The style is stilted almost to the point of being mannered.  But that’s also the point: the style reflects the stiltedness of our lives.  There’s no other way to account for the clipped, repetitive style: “Sometimes she calls me during the day.  She almost always calls me during the day.  On her lunch break” and “He nodded like he understood.  He understood.” The stories are composed in an ablated-sentence-fragment style that can be tiresome: “He unzips her slacks, rubs.  Shrugs the camera off his shoulder,” or  “stares down at her, his face a looming grimace.”

Charles Baxter, in his essays on fiction writing, Burning Down the House, claims that “good art is always precise.”  These stories’ many imprecisions alienate the serious reader.  (The book is so poorly edited—even for an advance copy—that it shames the famed press of Lawrence Ferlinghetti).  When fiction is imprecise the dream-experience of reading is fractured and the reader latches onto things that the writer certainly wouldn’t want.  The examples are endless: “Hmmm, he mutters, his gaze glancing from chart to scale to chart” (um, can a gaze really glance?); “Charlie shakes her head.  No.” (yes, thank you, that’s what a headshake signifies); “Charlie . . . slurps hard to get at the liquid pooling in the bottom corners of the cup” (yes, obviously the bottom, hence gravity, but are there corners in a cup, and just how much suction is required to suck up a droplet of liquid?

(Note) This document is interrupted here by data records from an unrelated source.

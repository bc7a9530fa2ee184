//! End-to-end coverage of the HTTP surface over a real bound socket, plus
//! the SOS failsafe against the same backend the service reads from.
//!
//! No agency keys are configured here, so arrival paths exercise the
//! credential and error-envelope behavior rather than live upstreams.

use railguard::agencies::AdapterRegistry;
use railguard::config::AppConfig;
use railguard::emergency::{GeoFix, SosButton, SosContext, StaticLocation};
use railguard::http::{build_router, AppState};
use railguard::store::{Backend, MemoryBackend};
use serde_json::{json, Value};
use std::sync::Arc;
use uuid::Uuid;

async fn spawn_service() -> (String, Arc<MemoryBackend>) {
    let registry = Arc::new(AdapterRegistry::from_config(&AppConfig::default()).unwrap());
    let backend = Arc::new(MemoryBackend::new());
    let state = AppState::new(registry, backend.clone());

    let listener = tokio::net::TcpListener::bind("127.0.0.1:0").await.unwrap();
    let addr = listener.local_addr().unwrap();
    tokio::spawn(async move {
        axum::serve(listener, build_router(state)).await.unwrap();
    });

    (format!("http://{addr}"), backend)
}

fn incident_body(reporter: Uuid) -> Value {
    json!({
        "reporter_id": reporter,
        "city": "chicago",
        "incident_type": "harassment",
        "transit_line": "Red",
        "location_name": "Howard",
        "description": "person following riders between cars"
    })
}

fn ride_body(creator: Uuid, max_spots: u32) -> Value {
    json!({
        "creator_id": creator,
        "city": "chicago",
        "origin": "Howard",
        "destination": "Monroe",
        "departure_at": "2026-08-05T22:30:00Z",
        "max_spots": max_spots
    })
}

#[tokio::test]
async fn test_healthz() {
    let (base, _backend) = spawn_service().await;
    let client = reqwest::Client::new();

    let resp = client.get(format!("{base}/healthz")).send().await.unwrap();
    assert_eq!(resp.status(), 200);
    let body: Value = resp.json().await.unwrap();
    assert_eq!(body["status"], "ok");
}

#[tokio::test]
async fn test_agencies_listing_is_stable_across_requests() {
    let (base, _backend) = spawn_service().await;
    let client = reqwest::Client::new();

    let first: Value = client
        .get(format!("{base}/v1/agencies"))
        .send()
        .await
        .unwrap()
        .json()
        .await
        .unwrap();
    let second: Value = client
        .get(format!("{base}/v1/agencies"))
        .send()
        .await
        .unwrap()
        .json()
        .await
        .unwrap();

    let agencies = first["agencies"].as_array().unwrap();
    assert_eq!(agencies.len(), 9);
    // Keyless startup: nothing requiring credentials reports ready.
    let cta = agencies.iter().find(|a| a["id"] == "cta").unwrap();
    assert_eq!(cta["ready"], false);
    let septa = agencies.iter().find(|a| a["id"] == "septa").unwrap();
    assert_eq!(septa["ready"], true);

    assert_eq!(first, second);
}

#[tokio::test]
async fn test_unknown_agency_is_404_with_envelope() {
    let (base, _backend) = spawn_service().await;
    let client = reqwest::Client::new();

    let resp = client
        .get(format!("{base}/v1/arrivals/bart?station=EMBR"))
        .send()
        .await
        .unwrap();
    assert_eq!(resp.status(), 404);

    let body: Value = resp.json().await.unwrap();
    assert_eq!(body["error"]["code"], "unknown_agency");
    assert!(body["error"]["details"]["supported"]
        .as_array()
        .unwrap()
        .iter()
        .any(|a| a == "cta"));
}

#[tokio::test]
async fn test_blank_station_is_invalid_params() {
    let (base, _backend) = spawn_service().await;
    let client = reqwest::Client::new();

    let resp = client
        .get(format!("{base}/v1/arrivals/cta?station=%20"))
        .send()
        .await
        .unwrap();
    assert_eq!(resp.status(), 400);
    let body: Value = resp.json().await.unwrap();
    assert_eq!(body["error"]["code"], "invalid_params");
}

#[tokio::test]
async fn test_missing_credentials_are_503_not_smuggled_200() {
    let (base, _backend) = spawn_service().await;
    let client = reqwest::Client::new();

    let resp = client
        .get(format!("{base}/v1/arrivals/cta?station=30173"))
        .send()
        .await
        .unwrap();
    assert_eq!(resp.status(), 503);
    let body: Value = resp.json().await.unwrap();
    assert_eq!(body["error"]["code"], "missing_credentials");
}

#[tokio::test]
async fn test_incident_lifecycle() {
    let (base, _backend) = spawn_service().await;
    let client = reqwest::Client::new();
    let reporter = Uuid::new_v4();

    let resp = client
        .post(format!("{base}/v1/incidents"))
        .json(&incident_body(reporter))
        .send()
        .await
        .unwrap();
    assert_eq!(resp.status(), 201);
    let created: Value = resp.json().await.unwrap();
    assert_eq!(created["status"], "active");
    let id = created["id"].as_str().unwrap().to_string();

    let page: Value = client
        .get(format!("{base}/v1/incidents?city=chicago"))
        .send()
        .await
        .unwrap()
        .json()
        .await
        .unwrap();
    assert_eq!(page["total"], 1);
    assert_eq!(page["items"][0]["id"].as_str().unwrap(), id);

    // Someone else cannot resolve the report.
    let resp = client
        .post(format!("{base}/v1/incidents/{id}/resolve"))
        .json(&json!({ "reporter_id": Uuid::new_v4() }))
        .send()
        .await
        .unwrap();
    assert_eq!(resp.status(), 403);
    let body: Value = resp.json().await.unwrap();
    assert_eq!(body["error"]["code"], "forbidden");

    let resp = client
        .post(format!("{base}/v1/incidents/{id}/resolve"))
        .json(&json!({ "reporter_id": reporter }))
        .send()
        .await
        .unwrap();
    assert_eq!(resp.status(), 200);
    let resolved: Value = resp.json().await.unwrap();
    assert_eq!(resolved["status"], "resolved");
}

#[tokio::test]
async fn test_incident_validation_rejects_empty_description() {
    let (base, _backend) = spawn_service().await;
    let client = reqwest::Client::new();

    let mut body = incident_body(Uuid::new_v4());
    body["description"] = json!("   ");
    let resp = client
        .post(format!("{base}/v1/incidents"))
        .json(&body)
        .send()
        .await
        .unwrap();
    assert_eq!(resp.status(), 400);
}

#[tokio::test]
async fn test_incident_pagination_invariants() {
    let (base, backend) = spawn_service().await;
    let client = reqwest::Client::new();
    let reporter = Uuid::new_v4();

    for _ in 0..25 {
        let body: railguard::store::models::NewIncident =
            serde_json::from_value(incident_body(reporter)).unwrap();
        backend.create_incident(body).await.unwrap();
    }

    let first: Value = client
        .get(format!("{base}/v1/incidents?city=chicago&page=0&limit=10"))
        .send()
        .await
        .unwrap()
        .json()
        .await
        .unwrap();
    assert_eq!(first["items"].as_array().unwrap().len(), 10);
    assert_eq!(first["total"], 25);
    assert_eq!(first["hasNextPage"], true);

    let last: Value = client
        .get(format!("{base}/v1/incidents?city=chicago&page=2&limit=10"))
        .send()
        .await
        .unwrap()
        .json()
        .await
        .unwrap();
    assert_eq!(last["items"].as_array().unwrap().len(), 5);
    assert_eq!(last["hasNextPage"], false);

    // Past the end: an empty page, never an error.
    let past: Value = client
        .get(format!("{base}/v1/incidents?city=chicago&page=9&limit=10"))
        .send()
        .await
        .unwrap()
        .json()
        .await
        .unwrap();
    assert_eq!(past["items"].as_array().unwrap().len(), 0);
    assert_eq!(past["hasNextPage"], false);
}

#[tokio::test]
async fn test_full_ride_rejects_fifth_member_visibly() {
    let (base, _backend) = spawn_service().await;
    let client = reqwest::Client::new();

    let resp = client
        .post(format!("{base}/v1/rides"))
        .json(&ride_body(Uuid::new_v4(), 4))
        .send()
        .await
        .unwrap();
    assert_eq!(resp.status(), 201);
    let ride: Value = resp.json().await.unwrap();
    let ride_id = ride["id"].as_str().unwrap().to_string();

    // The creator holds the first spot; three more joins fill the ride.
    for _ in 0..3 {
        let resp = client
            .post(format!("{base}/v1/rides/{ride_id}/join"))
            .json(&json!({ "user_id": Uuid::new_v4() }))
            .send()
            .await
            .unwrap();
        assert_eq!(resp.status(), 201);
    }

    let resp = client
        .post(format!("{base}/v1/rides/{ride_id}/join"))
        .json(&json!({ "user_id": Uuid::new_v4() }))
        .send()
        .await
        .unwrap();
    assert_eq!(resp.status(), 409);
    let body: Value = resp.json().await.unwrap();
    assert_eq!(body["error"]["code"], "ride_full");

    let members: Value = client
        .get(format!("{base}/v1/rides/{ride_id}/members"))
        .send()
        .await
        .unwrap()
        .json()
        .await
        .unwrap();
    assert_eq!(members.as_array().unwrap().len(), 4);
}

#[tokio::test]
async fn test_double_join_conflicts_and_leave_frees_a_spot() {
    let (base, _backend) = spawn_service().await;
    let client = reqwest::Client::new();
    let creator = Uuid::new_v4();

    let ride: Value = client
        .post(format!("{base}/v1/rides"))
        .json(&ride_body(creator, 2))
        .send()
        .await
        .unwrap()
        .json()
        .await
        .unwrap();
    let ride_id = ride["id"].as_str().unwrap().to_string();

    let resp = client
        .post(format!("{base}/v1/rides/{ride_id}/join"))
        .json(&json!({ "user_id": creator }))
        .send()
        .await
        .unwrap();
    assert_eq!(resp.status(), 409);
    let body: Value = resp.json().await.unwrap();
    assert_eq!(body["error"]["code"], "already_joined");

    let rider = Uuid::new_v4();
    let resp = client
        .post(format!("{base}/v1/rides/{ride_id}/join"))
        .json(&json!({ "user_id": rider }))
        .send()
        .await
        .unwrap();
    assert_eq!(resp.status(), 201);

    let resp = client
        .post(format!("{base}/v1/rides/{ride_id}/leave"))
        .json(&json!({ "user_id": rider }))
        .send()
        .await
        .unwrap();
    assert_eq!(resp.status(), 204);

    let resp = client
        .post(format!("{base}/v1/rides/{ride_id}/join"))
        .json(&json!({ "user_id": Uuid::new_v4() }))
        .send()
        .await
        .unwrap();
    assert_eq!(resp.status(), 201);
}

#[tokio::test]
async fn test_ride_messages_require_membership() {
    let (base, _backend) = spawn_service().await;
    let client = reqwest::Client::new();
    let creator = Uuid::new_v4();

    let ride: Value = client
        .post(format!("{base}/v1/rides"))
        .json(&ride_body(creator, 4))
        .send()
        .await
        .unwrap()
        .json()
        .await
        .unwrap();
    let ride_id = ride["id"].as_str().unwrap().to_string();

    let resp = client
        .post(format!("{base}/v1/rides/{ride_id}/messages"))
        .json(&json!({ "sender_id": Uuid::new_v4(), "body": "on my way" }))
        .send()
        .await
        .unwrap();
    assert_eq!(resp.status(), 403);

    let resp = client
        .post(format!("{base}/v1/rides/{ride_id}/messages"))
        .json(&json!({ "sender_id": creator, "body": "meeting at the turnstiles" }))
        .send()
        .await
        .unwrap();
    assert_eq!(resp.status(), 201);

    let page: Value = client
        .get(format!("{base}/v1/rides/{ride_id}/messages"))
        .send()
        .await
        .unwrap()
        .json()
        .await
        .unwrap();
    assert_eq!(page["items"].as_array().unwrap().len(), 1);
    assert_eq!(page["items"][0]["body"], "meeting at the turnstiles");
}

#[tokio::test]
async fn test_profile_round_trip() {
    let (base, _backend) = spawn_service().await;
    let client = reqwest::Client::new();
    let user_id = Uuid::new_v4();

    let resp = client
        .get(format!("{base}/v1/profiles/{user_id}"))
        .send()
        .await
        .unwrap();
    assert_eq!(resp.status(), 404);

    let resp = client
        .put(format!("{base}/v1/profiles/{user_id}"))
        .json(&json!({
            "user_id": Uuid::new_v4(),
            "display_name": "Riley",
            "university": "UChicago",
            "verified": false,
            "updated_at": "2026-08-05T12:00:00Z"
        }))
        .send()
        .await
        .unwrap();
    assert_eq!(resp.status(), 200);
    let stored: Value = resp.json().await.unwrap();
    // The path id wins over the body's.
    assert_eq!(stored["user_id"].as_str().unwrap(), user_id.to_string());

    let fetched: Value = client
        .get(format!("{base}/v1/profiles/{user_id}"))
        .send()
        .await
        .unwrap()
        .json()
        .await
        .unwrap();
    assert_eq!(fetched["display_name"], "Riley");
    assert_eq!(fetched["university"], "UChicago");
}

#[tokio::test]
async fn test_sos_activation_lands_in_the_service_feed() {
    let (base, backend) = spawn_service().await;
    let client = reqwest::Client::new();
    let reporter = Uuid::new_v4();

    let fix = GeoFix {
        latitude: 41.8986,
        longitude: -87.6213,
        accuracy: Some(8.0),
    };
    let mut button = SosButton::new(
        backend.clone() as Arc<dyn Backend>,
        Arc::new(StaticLocation(fix)),
        None,
    );
    let ctx = SosContext {
        reporter_id: reporter,
        city: "chicago".to_string(),
        transit_line: "Red".to_string(),
        location_name: "Grand".to_string(),
    };

    button.press();
    let report = button.hold_through(&ctx).await.unwrap();
    assert_eq!(report.incident_type, "emergency");

    let page: Value = client
        .get(format!("{base}/v1/incidents?city=chicago"))
        .send()
        .await
        .unwrap()
        .json()
        .await
        .unwrap();
    assert_eq!(page["total"], 1);
    assert_eq!(page["items"][0]["incident_type"], "emergency");
    assert_eq!(page["items"][0]["latitude"], 41.8986);
}
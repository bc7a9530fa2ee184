//! CTA Train Tracker arrivals.
//!
//! Upstream: `ttarrivals.aspx` with `outputType=JSON`, keyed by a `key`
//! query parameter. Stop ids (3xxxx) query one platform via `stpid`;
//! parent station ids (4xxxx) query the whole station via `mapid`.

use super::{clamp_eta, AdapterError, Agency, AgencyAdapter, ArrivalsQuery};
use crate::arrivals::{ArrivalStatus, StandardArrival};
use crate::fetch::{fetch_json, BasicClient, QueryAuth, RequestPolicy};
use async_trait::async_trait;
use chrono::NaiveDateTime;
use serde::Deserialize;

const BASE_URL: &str = "https://lapi.transitchicago.com/api/1.0/ttarrivals.aspx";

const TIME_FORMAT: &str = "%Y-%m-%dT%H:%M:%S";

#[derive(Debug, Deserialize)]
pub struct CtaResponse {
    pub ctatt: Ctatt,
}

#[derive(Debug, Deserialize)]
pub struct Ctatt {
    #[serde(rename = "errCd")]
    pub err_cd: String,
    #[serde(rename = "errNm")]
    pub err_nm: Option<String>,
    #[serde(default)]
    pub eta: Vec<CtaEta>,
}

#[derive(Debug, Deserialize)]
pub struct CtaEta {
    /// Route code: `Red`, `Blue`, `Brn`, `G`, `Org`, `P`, `Pink`, `Y`.
    pub rt: String,
    #[serde(rename = "destNm")]
    pub dest_nm: String,
    #[serde(rename = "trDr")]
    pub tr_dr: String,
    /// Prediction generation time.
    pub prdt: String,
    /// Predicted arrival time.
    #[serde(rename = "arrT")]
    pub arr_t: String,
    #[serde(rename = "isApp")]
    pub is_app: String,
    #[serde(rename = "isDly")]
    pub is_dly: String,
}

/// Expands Train Tracker route codes to rider-facing line names.
fn line_name(rt: &str) -> String {
    match rt {
        "Red" => "Red",
        "Blue" => "Blue",
        "Brn" => "Brown",
        "G" => "Green",
        "Org" => "Orange",
        "P" | "Pexp" => "Purple",
        "Pink" => "Pink",
        "Y" => "Yellow",
        other => other,
    }
    .to_string()
}

/// Pure mapping from a Train Tracker payload to canonical arrivals.
///
/// Both timestamps come from the payload itself (`arrT` minus `prdt`), so
/// the mapping needs no clock.
pub fn map_arrivals(payload: &CtaResponse) -> Result<Vec<StandardArrival>, AdapterError> {
    if payload.ctatt.err_cd != "0" {
        return Err(AdapterError::Rejected {
            agency: "cta",
            message: payload
                .ctatt
                .err_nm
                .clone()
                .unwrap_or_else(|| format!("error code {}", payload.ctatt.err_cd)),
        });
    }

    let mut arrivals = Vec::with_capacity(payload.ctatt.eta.len());
    for eta in &payload.ctatt.eta {
        let (Ok(predicted_at), Ok(arrives_at)) = (
            NaiveDateTime::parse_from_str(&eta.prdt, TIME_FORMAT),
            NaiveDateTime::parse_from_str(&eta.arr_t, TIME_FORMAT),
        ) else {
            // One malformed row should not sink the station.
            continue;
        };
        let eta_seconds = clamp_eta((arrives_at - predicted_at).num_seconds());

        let approaching = eta.is_app == "1";
        let (arrival_time, status) = if approaching {
            ("Due".to_string(), ArrivalStatus::Arrived)
        } else {
            let minutes = ((eta_seconds + 30) / 60).max(1);
            (format!("{minutes} min"), ArrivalStatus::OnTime)
        };
        let status = if eta.is_dly == "1" {
            ArrivalStatus::Delayed
        } else {
            status
        };

        arrivals.push(StandardArrival {
            line: line_name(&eta.rt),
            destination: eta.dest_nm.clone(),
            arrival_time,
            direction: eta.tr_dr.clone(),
            status,
            delay: String::new(),
            eta_seconds: Some(eta_seconds),
        });
    }

    Ok(arrivals)
}

pub struct CtaAdapter {
    client: Option<QueryAuth<BasicClient>>,
    policy: RequestPolicy,
}

impl CtaAdapter {
    pub fn new(key: Option<&str>, policy: RequestPolicy) -> Self {
        Self {
            client: key.map(|k| QueryAuth::new(BasicClient::new(), "key", k)),
            policy,
        }
    }

    fn station_param(station: &str) -> &'static str {
        if station.starts_with('4') {
            "mapid"
        } else {
            "stpid"
        }
    }
}

#[async_trait]
impl AgencyAdapter for CtaAdapter {
    fn agency(&self) -> Agency {
        Agency::Cta
    }

    fn ready(&self) -> bool {
        self.client.is_some()
    }

    async fn arrivals(&self, query: &ArrivalsQuery) -> Result<Vec<StandardArrival>, AdapterError> {
        let client = self
            .client
            .as_ref()
            .ok_or(AdapterError::MissingCredentials("cta"))?;

        let url = format!(
            "{BASE_URL}?outputType=JSON&{}={}",
            Self::station_param(&query.station),
            query.station
        );
        let payload: CtaResponse = fetch_json(client, &url, &self.policy).await?;

        Ok(query.finish(map_arrivals(&payload)?))
    }
}
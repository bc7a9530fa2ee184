//! Endpoint handlers for the canonical service surface.

use super::error::{ApiError, ApiErrorCode};
use super::AppState;
use crate::agencies::{Agency, ArrivalsQuery};
use crate::schedule::ArrivalsResponse;
use crate::store::models::{
    GroupMessage, GroupRide, IncidentReport, NewIncident, NewRide, Profile, RideMember,
};
use crate::store::{Page, PageRequest};
use axum::extract::{Path, Query, State};
use axum::http::StatusCode;
use axum::Json;
use chrono::Utc;
use serde::{Deserialize, Serialize};
use serde_json::{json, Value};
use uuid::Uuid;

/// Page of rows in the wire shape the clients consume.
#[derive(Debug, Serialize)]
#[serde(rename_all = "camelCase")]
pub struct PageBody<T> {
    pub items: Vec<T>,
    pub total: u64,
    pub page: usize,
    pub limit: usize,
    pub has_next_page: bool,
}

impl<T> From<Page<T>> for PageBody<T> {
    fn from(page: Page<T>) -> Self {
        let has_next_page = page.has_next_page();
        Self {
            items: page.items,
            total: page.total,
            page: page.page,
            limit: page.limit,
            has_next_page,
        }
    }
}

#[derive(Debug, Deserialize)]
pub struct PageParams {
    #[serde(default)]
    pub page: Option<usize>,
    #[serde(default)]
    pub limit: Option<usize>,
}

impl PageParams {
    fn request(&self) -> PageRequest {
        let defaults = PageRequest::default();
        PageRequest::new(
            self.page.unwrap_or(defaults.page),
            self.limit.unwrap_or(defaults.limit),
        )
    }
}

pub async fn healthz_handler(State(state): State<AppState>) -> Json<Value> {
    let uptime = (Utc::now() - state.started_at).num_seconds();
    Json(json!({ "status": "ok", "uptime_seconds": uptime }))
}

pub async fn agencies_handler(State(state): State<AppState>) -> Json<Value> {
    let agencies: Vec<Value> = state
        .registry
        .agencies()
        .into_iter()
        .map(|agency| {
            let ready = state
                .registry
                .get(agency)
                .map(|a| a.ready())
                .unwrap_or(false);
            json!({
                "id": agency.id(),
                "name": agency.display_name(),
                "ready": ready,
            })
        })
        .collect();
    Json(json!({ "agencies": agencies }))
}

#[derive(Debug, Deserialize)]
pub struct ArrivalsParams {
    pub station: String,
    #[serde(default)]
    pub routes: Option<String>,
    #[serde(default)]
    pub limit: Option<usize>,
}

pub async fn arrivals_handler(
    State(state): State<AppState>,
    Path(agency_id): Path<String>,
    Query(params): Query<ArrivalsParams>,
) -> Result<Json<ArrivalsResponse>, ApiError> {
    let agency = Agency::from_id(&agency_id).ok_or_else(|| {
        ApiError::new(
            ApiErrorCode::UnknownAgency,
            format!("'{agency_id}' is not a supported agency"),
        )
        .with_details(json!({
            "supported": Agency::ALL.iter().map(|a| a.id()).collect::<Vec<_>>()
        }))
    })?;

    let station = params.station.trim();
    if station.is_empty() {
        return Err(ApiError::invalid_params("station must not be empty"));
    }

    let query = ArrivalsQuery {
        station: station.to_string(),
        routes: params
            .routes
            .as_deref()
            .map(|r| {
                r.split(',')
                    .map(str::trim)
                    .filter(|s| !s.is_empty())
                    .map(str::to_string)
                    .collect()
            })
            .unwrap_or_default(),
        limit: params.limit,
    };

    let arrivals = state.registry.arrivals(agency, &query).await?;

    Ok(Json(ArrivalsResponse {
        agency: agency.id().to_string(),
        station: query.station,
        arrivals,
        timestamp: Utc::now(),
    }))
}

pub async fn create_incident_handler(
    State(state): State<AppState>,
    Json(new): Json<NewIncident>,
) -> Result<(StatusCode, Json<IncidentReport>), ApiError> {
    if new.city.trim().is_empty() {
        return Err(ApiError::invalid_params("city must not be empty"));
    }
    if new.incident_type.trim().is_empty() {
        return Err(ApiError::invalid_params("incident_type must not be empty"));
    }
    if new.description.trim().is_empty() {
        return Err(ApiError::invalid_params("description must not be empty"));
    }

    let report = state.backend.create_incident(new).await?;
    Ok((StatusCode::CREATED, Json(report)))
}

// Not a flattened PageParams: serde_urlencoded cannot drive flattened
// numeric fields through axum's Query extractor.
#[derive(Debug, Deserialize)]
pub struct CityPageParams {
    pub city: String,
    #[serde(default)]
    pub page: Option<usize>,
    #[serde(default)]
    pub limit: Option<usize>,
}

impl CityPageParams {
    fn request(&self) -> PageRequest {
        let defaults = PageRequest::default();
        PageRequest::new(
            self.page.unwrap_or(defaults.page),
            self.limit.unwrap_or(defaults.limit),
        )
    }
}

pub async fn incidents_handler(
    State(state): State<AppState>,
    Query(params): Query<CityPageParams>,
) -> Result<Json<PageBody<IncidentReport>>, ApiError> {
    let page = state
        .backend
        .incidents_page(&params.city, params.request())
        .await?;
    Ok(Json(page.into()))
}

#[derive(Debug, Deserialize)]
pub struct ResolveBody {
    pub reporter_id: Uuid,
}

pub async fn resolve_incident_handler(
    State(state): State<AppState>,
    Path(id): Path<Uuid>,
    Json(body): Json<ResolveBody>,
) -> Result<Json<IncidentReport>, ApiError> {
    let report = state
        .backend
        .resolve_incident(id, body.reporter_id)
        .await?;
    Ok(Json(report))
}

pub async fn create_ride_handler(
    State(state): State<AppState>,
    Json(new): Json<NewRide>,
) -> Result<(StatusCode, Json<GroupRide>), ApiError> {
    if new.city.trim().is_empty() {
        return Err(ApiError::invalid_params("city must not be empty"));
    }
    if new.max_spots == 0 {
        return Err(ApiError::invalid_params("max_spots must be at least 1"));
    }

    let ride = state.backend.create_ride(new).await?;
    Ok((StatusCode::CREATED, Json(ride)))
}

pub async fn rides_handler(
    State(state): State<AppState>,
    Query(params): Query<CityPageParams>,
) -> Result<Json<PageBody<GroupRide>>, ApiError> {
    let page = state
        .backend
        .rides_page(&params.city, params.request())
        .await?;
    Ok(Json(page.into()))
}

#[derive(Debug, Deserialize)]
pub struct MemberBody {
    pub user_id: Uuid,
}

pub async fn join_ride_handler(
    State(state): State<AppState>,
    Path(id): Path<Uuid>,
    Json(body): Json<MemberBody>,
) -> Result<(StatusCode, Json<RideMember>), ApiError> {
    let member = state.backend.join_ride(id, body.user_id).await?;
    Ok((StatusCode::CREATED, Json(member)))
}

pub async fn leave_ride_handler(
    State(state): State<AppState>,
    Path(id): Path<Uuid>,
    Json(body): Json<MemberBody>,
) -> Result<StatusCode, ApiError> {
    state.backend.leave_ride(id, body.user_id).await?;
    Ok(StatusCode::NO_CONTENT)
}

pub async fn ride_members_handler(
    State(state): State<AppState>,
    Path(id): Path<Uuid>,
) -> Result<Json<Vec<RideMember>>, ApiError> {
    Ok(Json(state.backend.ride_members(id).await?))
}

#[derive(Debug, Deserialize)]
pub struct MessageBody {
    pub sender_id: Uuid,
    pub body: String,
}

pub async fn send_message_handler(
    State(state): State<AppState>,
    Path(id): Path<Uuid>,
    Json(body): Json<MessageBody>,
) -> Result<(StatusCode, Json<GroupMessage>), ApiError> {
    if body.body.trim().is_empty() {
        return Err(ApiError::invalid_params("message body must not be empty"));
    }
    let message = state
        .backend
        .send_message(id, body.sender_id, body.body)
        .await?;
    Ok((StatusCode::CREATED, Json(message)))
}

pub async fn messages_handler(
    State(state): State<AppState>,
    Path(id): Path<Uuid>,
    Query(params): Query<PageParams>,
) -> Result<Json<PageBody<GroupMessage>>, ApiError> {
    let page = state
        .backend
        .messages_page(id, params.request())
        .await?;
    Ok(Json(page.into()))
}

pub async fn get_profile_handler(
    State(state): State<AppState>,
    Path(user_id): Path<Uuid>,
) -> Result<Json<Profile>, ApiError> {
    Ok(Json(state.backend.get_profile(user_id).await?))
}

pub async fn put_profile_handler(
    State(state): State<AppState>,
    Path(user_id): Path<Uuid>,
    Json(mut profile): Json<Profile>,
) -> Result<Json<Profile>, ApiError> {
    // The path wins over whatever id rode in on the body.
    profile.user_id = user_id;
    profile.updated_at = Utc::now();
    Ok(Json(state.backend.upsert_profile(profile).await?))
}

And so can droplets even pool?); “Charlie quickly turns the channel” (just how fast can a button be depressed anyway?); “She walks hunched over, slowed by a spherical wobble” (can a sphere wobble?  I’m trying to imagine this); “The camera spurts” (pardon?); “His stomach twisted, twisted again: tighter” (maybe just try a metaphor?); “Just the tree’s new leaves drifting in the breeze” (can leaves drift?  Okay, fine, but aren’t these new leaves anchored to the boughs?  And shouldn’t that preposition be ‘on’ instead of “in”?).

Look in, and you’ll get the idea.

__________________________

Tim Jacobs teaches for a mess of colleges and universities in the GTA, and is slow-baking a novel called Wreckage.